Directions: In the entries below, count every line containing "ExportKind". Reply with the number alone.

Available data:
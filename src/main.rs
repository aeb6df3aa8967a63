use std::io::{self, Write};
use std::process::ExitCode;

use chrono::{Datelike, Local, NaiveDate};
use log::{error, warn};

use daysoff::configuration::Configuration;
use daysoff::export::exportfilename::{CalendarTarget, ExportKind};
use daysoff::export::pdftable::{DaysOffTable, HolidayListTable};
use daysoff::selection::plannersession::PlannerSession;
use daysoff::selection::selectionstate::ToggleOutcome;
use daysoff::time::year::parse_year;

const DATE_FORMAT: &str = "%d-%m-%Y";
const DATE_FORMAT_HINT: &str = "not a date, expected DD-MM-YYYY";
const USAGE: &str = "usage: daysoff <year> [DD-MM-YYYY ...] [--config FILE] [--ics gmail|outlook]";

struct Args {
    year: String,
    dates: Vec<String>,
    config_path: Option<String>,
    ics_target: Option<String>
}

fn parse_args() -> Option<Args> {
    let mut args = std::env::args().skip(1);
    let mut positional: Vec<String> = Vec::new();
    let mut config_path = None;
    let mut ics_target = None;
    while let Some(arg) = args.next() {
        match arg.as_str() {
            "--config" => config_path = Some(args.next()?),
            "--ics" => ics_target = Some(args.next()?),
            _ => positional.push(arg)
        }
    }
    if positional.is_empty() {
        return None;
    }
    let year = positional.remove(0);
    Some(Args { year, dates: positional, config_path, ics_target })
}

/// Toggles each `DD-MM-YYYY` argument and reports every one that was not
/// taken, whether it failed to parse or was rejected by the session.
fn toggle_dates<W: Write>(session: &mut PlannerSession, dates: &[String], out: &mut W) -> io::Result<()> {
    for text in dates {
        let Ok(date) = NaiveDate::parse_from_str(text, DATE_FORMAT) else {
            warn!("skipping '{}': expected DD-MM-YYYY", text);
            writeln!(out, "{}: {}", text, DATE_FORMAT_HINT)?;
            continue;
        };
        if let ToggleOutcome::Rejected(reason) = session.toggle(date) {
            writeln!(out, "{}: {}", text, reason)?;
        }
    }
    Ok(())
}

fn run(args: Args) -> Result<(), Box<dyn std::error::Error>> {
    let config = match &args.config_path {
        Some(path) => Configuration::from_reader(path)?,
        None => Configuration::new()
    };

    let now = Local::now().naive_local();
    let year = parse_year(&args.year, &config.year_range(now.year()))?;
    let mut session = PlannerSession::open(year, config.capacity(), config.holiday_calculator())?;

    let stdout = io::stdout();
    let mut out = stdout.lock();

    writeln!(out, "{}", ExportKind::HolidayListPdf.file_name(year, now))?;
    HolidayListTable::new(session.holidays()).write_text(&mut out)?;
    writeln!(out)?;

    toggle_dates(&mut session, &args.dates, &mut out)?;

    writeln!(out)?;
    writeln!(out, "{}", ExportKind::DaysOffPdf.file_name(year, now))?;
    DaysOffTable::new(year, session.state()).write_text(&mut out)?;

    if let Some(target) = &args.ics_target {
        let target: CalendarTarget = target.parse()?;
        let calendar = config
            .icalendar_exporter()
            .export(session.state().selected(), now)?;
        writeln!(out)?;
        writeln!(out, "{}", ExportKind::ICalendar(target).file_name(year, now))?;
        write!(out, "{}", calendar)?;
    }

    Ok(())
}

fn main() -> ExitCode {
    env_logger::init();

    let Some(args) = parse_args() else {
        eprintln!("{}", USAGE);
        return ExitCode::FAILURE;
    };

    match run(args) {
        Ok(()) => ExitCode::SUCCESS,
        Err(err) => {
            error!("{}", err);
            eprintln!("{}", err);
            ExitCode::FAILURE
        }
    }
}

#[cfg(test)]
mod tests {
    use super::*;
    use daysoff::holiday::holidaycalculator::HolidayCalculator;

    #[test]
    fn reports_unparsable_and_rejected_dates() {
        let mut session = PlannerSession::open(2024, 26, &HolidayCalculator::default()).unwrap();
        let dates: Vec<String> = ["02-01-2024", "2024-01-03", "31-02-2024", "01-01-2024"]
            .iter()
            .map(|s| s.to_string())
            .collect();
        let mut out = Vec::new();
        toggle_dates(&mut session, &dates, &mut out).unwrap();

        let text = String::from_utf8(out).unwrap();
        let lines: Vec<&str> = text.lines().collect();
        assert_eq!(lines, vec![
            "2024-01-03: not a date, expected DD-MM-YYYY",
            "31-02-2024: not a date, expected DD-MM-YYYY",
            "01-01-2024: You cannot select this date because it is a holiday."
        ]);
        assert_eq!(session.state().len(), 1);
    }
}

==

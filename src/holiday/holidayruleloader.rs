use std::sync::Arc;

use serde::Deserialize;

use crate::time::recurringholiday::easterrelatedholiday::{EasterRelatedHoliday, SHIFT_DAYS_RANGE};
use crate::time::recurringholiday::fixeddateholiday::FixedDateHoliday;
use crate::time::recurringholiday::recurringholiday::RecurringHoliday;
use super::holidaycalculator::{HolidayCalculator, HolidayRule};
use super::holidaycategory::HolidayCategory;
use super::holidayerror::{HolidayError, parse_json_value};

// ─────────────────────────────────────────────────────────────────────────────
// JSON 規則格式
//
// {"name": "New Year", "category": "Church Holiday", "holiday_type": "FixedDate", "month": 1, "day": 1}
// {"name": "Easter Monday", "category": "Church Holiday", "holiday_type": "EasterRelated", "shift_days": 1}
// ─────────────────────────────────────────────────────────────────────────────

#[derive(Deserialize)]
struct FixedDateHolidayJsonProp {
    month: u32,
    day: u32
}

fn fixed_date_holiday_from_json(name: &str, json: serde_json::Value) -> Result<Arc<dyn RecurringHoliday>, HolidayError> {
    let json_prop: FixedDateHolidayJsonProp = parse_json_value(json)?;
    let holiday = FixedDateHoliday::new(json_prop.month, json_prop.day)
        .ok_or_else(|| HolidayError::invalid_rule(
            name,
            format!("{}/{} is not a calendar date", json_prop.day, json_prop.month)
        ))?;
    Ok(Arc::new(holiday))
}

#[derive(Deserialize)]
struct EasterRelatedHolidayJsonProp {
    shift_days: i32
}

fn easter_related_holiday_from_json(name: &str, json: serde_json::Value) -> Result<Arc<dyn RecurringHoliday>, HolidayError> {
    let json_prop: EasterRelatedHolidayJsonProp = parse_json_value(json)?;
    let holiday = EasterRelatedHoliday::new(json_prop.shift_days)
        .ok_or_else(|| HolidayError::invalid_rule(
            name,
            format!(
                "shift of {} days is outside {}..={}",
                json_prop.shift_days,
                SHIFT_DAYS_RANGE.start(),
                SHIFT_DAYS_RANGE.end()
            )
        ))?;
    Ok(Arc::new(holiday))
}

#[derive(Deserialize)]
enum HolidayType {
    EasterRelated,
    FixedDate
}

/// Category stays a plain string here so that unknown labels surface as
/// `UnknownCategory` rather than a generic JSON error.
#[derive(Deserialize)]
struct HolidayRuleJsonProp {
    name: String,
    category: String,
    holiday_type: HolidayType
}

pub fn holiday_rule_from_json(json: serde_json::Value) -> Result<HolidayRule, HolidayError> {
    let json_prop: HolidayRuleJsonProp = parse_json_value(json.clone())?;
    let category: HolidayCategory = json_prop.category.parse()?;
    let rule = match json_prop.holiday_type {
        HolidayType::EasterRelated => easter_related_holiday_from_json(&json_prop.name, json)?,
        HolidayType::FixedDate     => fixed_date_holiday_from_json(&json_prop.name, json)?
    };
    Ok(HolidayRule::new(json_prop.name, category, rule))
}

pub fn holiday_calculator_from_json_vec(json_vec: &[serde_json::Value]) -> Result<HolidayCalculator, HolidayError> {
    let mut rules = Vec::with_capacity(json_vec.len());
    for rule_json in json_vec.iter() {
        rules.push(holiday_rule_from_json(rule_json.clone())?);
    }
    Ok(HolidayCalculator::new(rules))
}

...

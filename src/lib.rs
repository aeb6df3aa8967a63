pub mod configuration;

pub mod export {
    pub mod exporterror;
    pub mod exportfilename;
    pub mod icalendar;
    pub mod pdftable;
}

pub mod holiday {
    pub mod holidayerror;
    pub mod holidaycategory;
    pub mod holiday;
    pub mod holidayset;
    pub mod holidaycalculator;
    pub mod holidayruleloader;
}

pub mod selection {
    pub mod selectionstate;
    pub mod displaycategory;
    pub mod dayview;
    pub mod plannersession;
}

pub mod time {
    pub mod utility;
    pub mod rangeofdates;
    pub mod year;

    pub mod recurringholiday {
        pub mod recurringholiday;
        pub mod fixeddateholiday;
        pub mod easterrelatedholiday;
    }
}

Solution to the problem: 4